Additionally, the VLSC brought a charge in relation to Mr Stirling’s “failure to respond to a statutory notice to provide information in response to the complaint”, the Tribunal said.
With regard to the first charge, VCAT said “it is clear that Mr Stirling acted with inordinate delay in the preparation and provision of the statement of claim”.
It said: “He failed to meet assurances he had given to Scanlan Carroll that would be provided by specific dates. And he failed to inform Scanlan Carroll on each occasion, or virtually each occasion, that those assurances would not after all be met.” As such, a finding of unsatisfactory professional conduct was made.
On the second charge, the Tribunal observed that “during the period covered by charge 2, Mr Stirling engaged to some degree with the legal and strategic issues in the case, through the work he did in preparing the timetable, his email discussion of issues, attending conferences and the drafting of the Amended and Further Amended Statement of Claim. As noted, however, the Further and Better Particulars were never prepared by Mr Stirling.”
It did note, though, that “there was not sufficient evidence to conclude that such failure was substantial”, and a finding of unsatisfactory professional conduct was made.
On the third charge, although Mr Stirling had initially told his instructor that he was not available for a hearing on 14 July, his subsequent actions had the effect of indicating that he was in fact available, the Tribunal noted.
“On 22 June, he advised his instructor not to send anything to the court yet. On 29 June, the return date of 14 July was again discussed, but Mr Stirling did not make any mention of an adjournment of that hearing. On 5 July, [instructing solicitor] Amanda Harrington asked him to confirm his availability to appear on 14 July. Mr Stirling replied on 6 July that he was away between 22 and 26 July and asked if the solicitors could ‘bump’ the matter until his return. Then, on 6 July, Ms Harrington telephoned him to clarify the dates he was away, and his availability to attend the hearing on 14 July. Mr Stirling told her he was away ‘just after’ 14 July,” the Tribunal said.

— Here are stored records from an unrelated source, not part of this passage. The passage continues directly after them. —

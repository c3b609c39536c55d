// SPDX-License-Identifier: MPL-2.0

//! Capture platform abstraction
//!
//! The session controller never touches hardware directly. Everything it
//! needs from the operating system (rear-camera capability, authorization,
//! device discovery, building and running a capture session) goes through
//! the [`CapturePlatform`] trait.
//!
//! # Architecture
//!
//! ```text
//! ┌──────────────────────┐
//! │  SessionController   │  ← Lifecycle state machine
//! └──────────┬───────────┘
//!            │
//!            ▼
//! ┌──────────────────────┐
//! │ CapturePlatform Trait│  ← Capability provider
//! └──────────┬───────────┘
//!            │
//!     ┌──────┼──────────────┐
//!     ▼      ▼              ▼
//! ┌──────┐ ┌──────────┐ ┌────────┐
//! │ V4L2 │ │FileSource│ │Scripted│
//! └──────┘ └──────────┘ └────────┘
//! ```
//!
//! Platforms report asynchronous facts back through two handles handed to
//! the session when the pipeline is built: a [`SessionObserver`] for the
//! start confirmation and a [`MetadataDelegate`] for decoded frames. Both
//! only enqueue a message for the controller and never block.

pub mod file_source;
pub mod frame_loop;
pub mod scripted;
pub mod types;
pub mod v4l2;

pub use crate::session::{MetadataDelegate, SessionObserver};
pub use types::*;

use tokio::sync::oneshot;

/// Pending answer to a camera permission prompt
///
/// Resolves to `true` when access was granted. A dropped sender counts as a
/// refusal.
pub type AccessRequest = oneshot::Receiver<bool>;

/// Capability provider for camera capture
///
/// Implementations must be cheap to query: the controller calls these on the
/// host's thread.
pub trait CapturePlatform: Send + Sync {
    /// Whether the device class has a rear (scanning) camera at all
    fn has_rear_camera(&self) -> bool;

    /// Current camera authorization
    fn authorization_status(&self) -> AuthorizationStatus;

    /// Prompt the user for camera access
    ///
    /// Only called while the status is `NotDetermined`, and never twice
    /// concurrently by the same controller.
    fn request_access(&self) -> AccessRequest;

    /// The default video capture device, if any
    fn default_video_device(&self) -> Option<CameraDevice>;

    /// Open an input for a capture device
    fn open_input(&self, device: &CameraDevice) -> BackendResult<Box<dyn CaptureInput>>;

    /// Create an empty capture session
    ///
    /// The observer must be used to confirm that the session started running.
    fn create_session(&self, observer: SessionObserver) -> Box<dyn CaptureSession>;

    /// Symbol types the platform decoder can report
    fn available_symbol_types(&self) -> SymbolSet {
        SymbolType::ALL.into_iter().collect()
    }

    /// Human readable backend name for logs
    fn name(&self) -> &'static str;
}

/// An opened capture device
pub trait CaptureInput: Send {
    /// The device this input reads from
    fn device(&self) -> &CameraDevice;
}

/// A capture session connecting one input to a metadata output
///
/// `start_running` and `stop_running` are synchronous and may be slow; the
/// controller calls `start_running` from its background worker.
pub trait CaptureSession: Send {
    /// Whether the session would accept this input
    fn can_add_input(&self, input: &dyn CaptureInput) -> bool;

    /// Attach the input. Callers check `can_add_input` first.
    fn add_input(&mut self, input: Box<dyn CaptureInput>);

    /// Whether the session would accept a metadata output
    fn can_add_metadata_output(&self) -> bool;

    /// Attach a metadata output reporting the given symbol types
    fn add_metadata_output(&mut self, symbol_types: &SymbolSet, delegate: MetadataDelegate);

    /// Start capture. Confirmation arrives through the session observer.
    fn start_running(&mut self) -> BackendResult<()>;

    /// Stop capture. Returns once no more frames are delivered.
    fn stop_running(&mut self);

    /// Whether the session is currently running
    fn is_running(&self) -> bool;
}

“On 11 July, Mr Stirling was told the other side had not agreed to put the date off. He told Ms Harrington to leave it with him for half an hour and he would call her back. He did not do so, and so she quite reasonably assumed that the matter was proceeding on 14 July, and Mr Stirling would appear.
“However, when Ms Harrington rang Mr Stirling’s clerk on 12 July, she was told he had already departed for two weeks’ leave and was on a flight that day. Replacement counsel had to be briefed at short notice, requiring significant additional work by Scanlan Carroll and the client.”
VCAT continued: “It is clear that Mr Stirling was aware of the return date of 14 July, and by his conduct conveyed to Ms Harrington that while he would prefer to avoid that hearing, he was only away after that date”.
“The VLSC does not contend that Mr Stirling was consciously dishonest. But it does contend that he made incorrect statements, which resulted in his instructing solicitors and client being ‘left in the lurch’ at very short notice.” A finding of professional misconduct was made.
On the final charge – for which there was also a finding of professional misconduct – the Tribunal said: “Failure to respond within the deadline extended three times, in all circumstances, in the absence of any mitigating factors, is serious, and amounts to professional misconduct”.
Orders as to a penalty are to be dealt with at a future hearing.
The VLSC has foreshadowed, the Tribunal noted, that it intends to seek an order suspending Mr Stirling from practice.
The full citation for the judgment is Victorian Legal Services Commissioner v Stirling (Legal Practice)  VCAT 1929 and it can be located on AustLII.